In accordance with their instructions, I backed up my HostGator files, uploaded the backup to InMotion and requested InMotion to restore them. That sounded so simple that I expected to be up and running in no time.
What a major disaster. When I attempted to log into my account (using the URL provided by InMotion), I ended up being directed to a URL for a website that I had long since removed from my HostGator account. Not only had I removed the files, but I accessed the SQL database and deleted the associated databases too. Having done so I don’t know how it could have been included in my HostGator backup. I don’t blame InMotion for this, but my backup included files for several websites. They picked one (of their own choosing) and restored it.
That wasn’t the worst part. The worst part was I was unable to access the site that they did restore. When I navigated to the link I got a blank page. Knowing a little bit about file manager and word press I went in to see if I could correct the problem. No can do. The next step was to open a ticket.
I tried using their chat system but that proved ineffective. I then opened a ticket, which gave me a turnaround time of way too many hours. Being a brand new customer I thought InMotion would try to provide excellent service. That wasn’t the case. Bottom line it took over 24 hours for me to get any “useful” response for getting my sites up and running. As a matter of fact, the sites never did get up and running. Instead, I requested a refund and started my search for another hosting company.

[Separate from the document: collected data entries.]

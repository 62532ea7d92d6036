mod common;

use axum::http::{Method, StatusCode};
use models::Member;
use serde_json::json;
use server::membership;
use service::storage::MemoryStore;
use uuid::Uuid;

use common::{config, send};

fn app() -> axum::Router {
    membership::app(&config("Development", "MembershipDb"), MemoryStore::<Member>::new("MembershipDb"))
}

#[tokio::test]
async fn member_lifecycle() -> anyhow::Result<()> {
    let app = app();

    let created = send(&app, Method::POST, "/members", Some(json!({"name": "Bob"}))).await?;
    assert_eq!(created.status, StatusCode::CREATED);
    let body = created.json();
    let id = body["memberId"].as_str().expect("memberId").to_string();
    assert_eq!(created.location(), Some(format!("/members/{id}").as_str()));

    let fetched = send(&app, Method::GET, &format!("/members/{id}"), None).await?;
    assert_eq!(fetched.json(), body);

    let put = send(&app, Method::PUT, &format!("/members/{id}"), Some(json!({"memberId": Uuid::new_v4(), "name": "Robert"}))).await?;
    assert_eq!(put.status, StatusCode::NO_CONTENT);
    let fetched = send(&app, Method::GET, &format!("/members/{id}"), None).await?.json();
    assert_eq!(fetched, json!({"memberId": id, "name": "Robert"}));

    let deleted = send(&app, Method::DELETE, &format!("/members/{id}"), None).await?;
    assert_eq!(deleted.status, StatusCode::OK);
    assert_eq!(deleted.json()["name"], "Robert");

    assert_eq!(send(&app, Method::GET, &format!("/members/{id}"), None).await?.status, StatusCode::NOT_FOUND);
    assert_eq!(send(&app, Method::DELETE, &format!("/members/{id}"), None).await?.status, StatusCode::NOT_FOUND);
    Ok(())
}

#[tokio::test]
async fn omitted_name_defaults_to_empty() -> anyhow::Result<()> {
    let app = app();
    let created = send(&app, Method::POST, "/members", Some(json!({}))).await?;
    assert_eq!(created.status, StatusCode::CREATED);
    assert_eq!(created.json()["name"], "");
    Ok(())
}

#[tokio::test]
async fn unknown_member_is_not_found() -> anyhow::Result<()> {
    let app = app();
    let uri = format!("/members/{}", Uuid::new_v4());
    assert_eq!(send(&app, Method::GET, &uri, None).await?.status, StatusCode::NOT_FOUND);
    assert_eq!(send(&app, Method::PUT, &uri, Some(json!({"name": "x"}))).await?.status, StatusCode::NOT_FOUND);
    assert_eq!(send(&app, Method::DELETE, &uri, None).await?.status, StatusCode::NOT_FOUND);
    Ok(())
}

#[tokio::test]
async fn list_after_creates_and_deletes() -> anyhow::Result<()> {
    let app = app();
    let mut ids = Vec::new();
    for i in 0..6 {
        let v = send(&app, Method::POST, "/members", Some(json!({"name": format!("m{i}")}))).await?.json();
        ids.push(v["memberId"].as_str().unwrap().to_string());
    }
    for id in [&ids[0], &ids[5]] {
        assert_eq!(send(&app, Method::DELETE, &format!("/members/{id}"), None).await?.status, StatusCode::OK);
    }
    let listed = send(&app, Method::GET, "/members", None).await?.json();
    let names: Vec<&str> = listed.as_array().unwrap().iter().map(|m| m["name"].as_str().unwrap()).collect();
    assert_eq!(names, vec!["m1", "m2", "m3", "m4"]);
    Ok(())
}

#[tokio::test]
async fn membership_docs_describe_members() -> anyhow::Result<()> {
    let app = app();
    let doc = send(&app, Method::GET, "/swagger/v1/swagger.json", None).await?;
    assert_eq!(doc.status, StatusCode::OK);
    let v = doc.json();
    assert_eq!(v["info"]["title"], "Membership Api");
    assert_eq!(v["paths"]["/members"]["post"]["operationId"], "CreateMember");
    assert!(v["paths"]["/users"].is_null());
    Ok(())
}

Tale of Woe Ends Here – Silver Lining Begins
I don’t know how I came upon SiteGround hosting company, but I’m glad I did. What caught my attention was their expertise in WordPress and their excellent customer service. Since all my sites run on Word Press and I was still hurting a little from the InMotion customer service debacle, I decided to give SiteGround a try. This time, however, after learning my lesson with InMotion, I decided to transfer the sites myself. No backup and restore for this gal. It does take longer for me to go through the process of transferring each site but this way I know it will be done the way I want it to be done.
Running into A Glitch
Things were going along smoothly then I ran into a problem with one of my sites. I tried everything I knew, researched the net for an answer, but came up empty. As a last resort I contacted SiteGround. Thinking it would take forever to get a response, my husband and I decided to go out for a nice leisurely lunch. Imagine my surprise when within 10 minutes or less I got a response. I provided the requested additional information and in less than an hour they solved the problem. They explained what caused the problem so I’ll know how to handle it if I come across the same problem in the future.
Wait, it gets better. Later that evening as I was still working on my transfers, I received a phone call from SiteGround. They wanted to welcome me and make sure everything was going smoothly. I think I’m in love!
I still have a lot of work ahead of me but I’m happy to know that I’ve got the support of SiteGround behind me in case I run into something a little over my head (and yes, I did run into something a little over my head and like before SiteGround came to the prompt and thorough rescue).
By the way, SiteGround has expertise in more than just WordPress. They have expertise in the most commonly used web applications. If you’re in the market for a new web host, I strongly suggest you take a look at SiteGround. I’ve been through several web-hosting companies in my years of owning websites. I’ve never had this level of customer service from any of them.